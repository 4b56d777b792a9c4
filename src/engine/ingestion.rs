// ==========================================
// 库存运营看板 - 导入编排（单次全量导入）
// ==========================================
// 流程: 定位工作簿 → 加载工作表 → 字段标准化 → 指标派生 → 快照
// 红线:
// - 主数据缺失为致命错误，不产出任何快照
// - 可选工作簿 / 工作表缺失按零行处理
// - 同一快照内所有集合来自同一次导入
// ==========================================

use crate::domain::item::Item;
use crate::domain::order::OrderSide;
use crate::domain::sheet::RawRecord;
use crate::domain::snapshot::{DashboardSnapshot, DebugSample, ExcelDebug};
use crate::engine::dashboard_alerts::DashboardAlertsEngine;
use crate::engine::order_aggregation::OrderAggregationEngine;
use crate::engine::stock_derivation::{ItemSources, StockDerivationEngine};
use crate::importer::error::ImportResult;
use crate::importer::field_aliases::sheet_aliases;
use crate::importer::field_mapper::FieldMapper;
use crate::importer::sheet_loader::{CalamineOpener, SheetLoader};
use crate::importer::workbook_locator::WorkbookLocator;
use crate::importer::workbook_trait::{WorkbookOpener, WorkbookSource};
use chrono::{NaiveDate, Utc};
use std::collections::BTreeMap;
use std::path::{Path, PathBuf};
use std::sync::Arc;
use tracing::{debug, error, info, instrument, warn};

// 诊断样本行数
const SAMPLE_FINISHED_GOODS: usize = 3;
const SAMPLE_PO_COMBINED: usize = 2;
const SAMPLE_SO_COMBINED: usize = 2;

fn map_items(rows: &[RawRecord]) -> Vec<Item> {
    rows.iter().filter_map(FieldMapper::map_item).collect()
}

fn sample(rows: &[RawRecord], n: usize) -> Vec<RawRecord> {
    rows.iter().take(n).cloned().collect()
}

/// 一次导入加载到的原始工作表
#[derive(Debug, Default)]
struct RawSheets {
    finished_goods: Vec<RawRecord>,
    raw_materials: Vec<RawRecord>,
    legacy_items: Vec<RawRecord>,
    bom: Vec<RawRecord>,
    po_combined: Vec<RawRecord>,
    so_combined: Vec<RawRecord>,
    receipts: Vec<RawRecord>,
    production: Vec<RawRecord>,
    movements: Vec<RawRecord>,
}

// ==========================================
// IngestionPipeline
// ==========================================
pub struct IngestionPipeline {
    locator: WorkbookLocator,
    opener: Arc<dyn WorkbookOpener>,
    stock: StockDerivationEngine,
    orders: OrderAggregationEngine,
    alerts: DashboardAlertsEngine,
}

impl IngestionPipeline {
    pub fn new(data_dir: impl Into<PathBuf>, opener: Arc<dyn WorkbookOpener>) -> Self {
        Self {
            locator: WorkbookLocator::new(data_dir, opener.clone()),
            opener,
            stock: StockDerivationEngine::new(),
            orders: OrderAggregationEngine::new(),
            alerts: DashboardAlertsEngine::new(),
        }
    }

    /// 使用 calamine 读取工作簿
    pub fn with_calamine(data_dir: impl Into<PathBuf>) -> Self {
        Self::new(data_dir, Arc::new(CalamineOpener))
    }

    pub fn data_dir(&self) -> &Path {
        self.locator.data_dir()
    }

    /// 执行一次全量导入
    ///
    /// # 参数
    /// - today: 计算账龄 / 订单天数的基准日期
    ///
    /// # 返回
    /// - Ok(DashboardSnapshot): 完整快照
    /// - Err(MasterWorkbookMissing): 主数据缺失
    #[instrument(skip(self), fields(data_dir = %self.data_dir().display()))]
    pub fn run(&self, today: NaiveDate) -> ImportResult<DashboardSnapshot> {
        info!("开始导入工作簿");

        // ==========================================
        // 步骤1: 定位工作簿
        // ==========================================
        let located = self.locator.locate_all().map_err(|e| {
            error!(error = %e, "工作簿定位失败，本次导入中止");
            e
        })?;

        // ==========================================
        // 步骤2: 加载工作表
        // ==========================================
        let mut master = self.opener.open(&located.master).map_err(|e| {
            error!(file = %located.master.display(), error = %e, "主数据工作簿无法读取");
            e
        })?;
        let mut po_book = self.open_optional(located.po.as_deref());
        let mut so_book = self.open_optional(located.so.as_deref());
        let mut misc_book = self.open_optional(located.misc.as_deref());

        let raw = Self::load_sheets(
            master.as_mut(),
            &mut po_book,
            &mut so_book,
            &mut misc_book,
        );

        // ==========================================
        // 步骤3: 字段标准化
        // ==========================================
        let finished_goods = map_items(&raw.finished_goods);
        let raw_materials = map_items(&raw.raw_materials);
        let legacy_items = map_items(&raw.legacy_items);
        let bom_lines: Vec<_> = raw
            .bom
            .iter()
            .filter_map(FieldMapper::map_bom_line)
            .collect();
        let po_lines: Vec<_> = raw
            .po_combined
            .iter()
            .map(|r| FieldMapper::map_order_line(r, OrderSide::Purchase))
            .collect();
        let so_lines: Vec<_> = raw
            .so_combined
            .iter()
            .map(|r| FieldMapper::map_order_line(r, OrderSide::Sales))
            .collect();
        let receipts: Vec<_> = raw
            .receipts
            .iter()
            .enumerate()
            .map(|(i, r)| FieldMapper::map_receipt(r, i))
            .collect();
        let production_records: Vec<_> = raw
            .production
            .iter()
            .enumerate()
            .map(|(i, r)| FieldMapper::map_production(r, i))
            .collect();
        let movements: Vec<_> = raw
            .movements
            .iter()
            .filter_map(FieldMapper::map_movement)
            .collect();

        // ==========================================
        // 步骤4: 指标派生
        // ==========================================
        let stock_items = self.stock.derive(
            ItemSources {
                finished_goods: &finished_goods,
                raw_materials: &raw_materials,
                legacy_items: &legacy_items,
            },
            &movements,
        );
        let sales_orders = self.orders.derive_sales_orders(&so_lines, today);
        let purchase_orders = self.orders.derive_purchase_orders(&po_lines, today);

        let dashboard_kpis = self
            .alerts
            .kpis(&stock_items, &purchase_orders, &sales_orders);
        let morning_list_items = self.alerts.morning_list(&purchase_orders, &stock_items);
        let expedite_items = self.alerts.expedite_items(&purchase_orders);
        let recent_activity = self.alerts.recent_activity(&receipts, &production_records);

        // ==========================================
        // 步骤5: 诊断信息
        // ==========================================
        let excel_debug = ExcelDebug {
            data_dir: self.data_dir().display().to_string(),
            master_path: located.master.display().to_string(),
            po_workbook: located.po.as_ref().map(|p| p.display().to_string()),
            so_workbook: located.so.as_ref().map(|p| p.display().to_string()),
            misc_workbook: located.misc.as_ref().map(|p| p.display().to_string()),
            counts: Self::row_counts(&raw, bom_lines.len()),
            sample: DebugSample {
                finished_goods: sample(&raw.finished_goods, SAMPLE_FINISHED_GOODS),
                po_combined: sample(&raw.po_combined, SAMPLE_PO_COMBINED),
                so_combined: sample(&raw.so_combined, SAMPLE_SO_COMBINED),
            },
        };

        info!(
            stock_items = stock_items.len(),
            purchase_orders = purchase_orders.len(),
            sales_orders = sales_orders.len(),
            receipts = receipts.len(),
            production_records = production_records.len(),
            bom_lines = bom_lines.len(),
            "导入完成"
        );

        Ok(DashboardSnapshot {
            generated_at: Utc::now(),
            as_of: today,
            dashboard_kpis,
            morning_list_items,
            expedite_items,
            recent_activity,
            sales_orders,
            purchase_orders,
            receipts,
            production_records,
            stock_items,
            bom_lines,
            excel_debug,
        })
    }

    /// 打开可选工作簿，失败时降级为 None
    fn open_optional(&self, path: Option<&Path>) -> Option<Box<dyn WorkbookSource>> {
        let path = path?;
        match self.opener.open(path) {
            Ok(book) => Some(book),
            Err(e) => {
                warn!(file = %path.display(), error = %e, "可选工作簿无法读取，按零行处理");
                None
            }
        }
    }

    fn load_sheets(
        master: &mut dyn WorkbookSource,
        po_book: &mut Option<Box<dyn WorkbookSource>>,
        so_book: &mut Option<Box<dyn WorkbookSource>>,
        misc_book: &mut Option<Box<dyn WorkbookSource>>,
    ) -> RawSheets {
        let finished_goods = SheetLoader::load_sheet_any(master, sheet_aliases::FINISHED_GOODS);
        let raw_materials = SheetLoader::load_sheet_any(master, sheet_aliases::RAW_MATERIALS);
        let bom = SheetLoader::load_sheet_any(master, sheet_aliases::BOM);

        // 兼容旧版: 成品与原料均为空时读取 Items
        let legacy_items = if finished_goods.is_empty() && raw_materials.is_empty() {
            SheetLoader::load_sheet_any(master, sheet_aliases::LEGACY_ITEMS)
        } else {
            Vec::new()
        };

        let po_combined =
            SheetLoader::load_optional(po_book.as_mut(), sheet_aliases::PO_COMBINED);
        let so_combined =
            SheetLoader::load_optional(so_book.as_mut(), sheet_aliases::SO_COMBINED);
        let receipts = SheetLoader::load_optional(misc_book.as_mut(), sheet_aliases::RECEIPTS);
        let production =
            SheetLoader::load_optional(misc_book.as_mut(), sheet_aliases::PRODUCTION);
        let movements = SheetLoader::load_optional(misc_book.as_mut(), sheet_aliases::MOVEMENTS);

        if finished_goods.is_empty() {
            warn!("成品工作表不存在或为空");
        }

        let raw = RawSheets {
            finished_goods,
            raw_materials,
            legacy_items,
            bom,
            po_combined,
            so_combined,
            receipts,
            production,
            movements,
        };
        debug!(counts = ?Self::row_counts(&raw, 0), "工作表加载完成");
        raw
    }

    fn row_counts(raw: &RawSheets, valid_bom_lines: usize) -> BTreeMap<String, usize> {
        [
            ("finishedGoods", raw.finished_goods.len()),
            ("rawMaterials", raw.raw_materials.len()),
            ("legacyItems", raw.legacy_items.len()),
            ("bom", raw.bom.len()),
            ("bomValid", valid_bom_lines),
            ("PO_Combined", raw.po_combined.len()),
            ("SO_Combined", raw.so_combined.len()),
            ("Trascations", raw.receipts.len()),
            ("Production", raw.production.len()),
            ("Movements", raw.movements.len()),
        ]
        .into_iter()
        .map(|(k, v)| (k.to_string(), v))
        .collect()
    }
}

= EXERCISE DIRECTIONS =
Show a copy of each line from the data that includes the word "RawRecord".

= SOLVED PROBLEM =
use crate::domain::sheet::RawRecord;
fn map_items(rows: &[RawRecord]) -> Vec<Item> {
fn sample(rows: &[RawRecord], n: usize) -> Vec<RawRecord> {
    finished_goods: Vec<RawRecord>,
    raw_materials: Vec<RawRecord>,
    legacy_items: Vec<RawRecord>,
    bom: Vec<RawRecord>,
    po_combined: Vec<RawRecord>,
    so_combined: Vec<RawRecord>,
    receipts: Vec<RawRecord>,
    production: Vec<RawRecord>,
    movements: Vec<RawRecord>,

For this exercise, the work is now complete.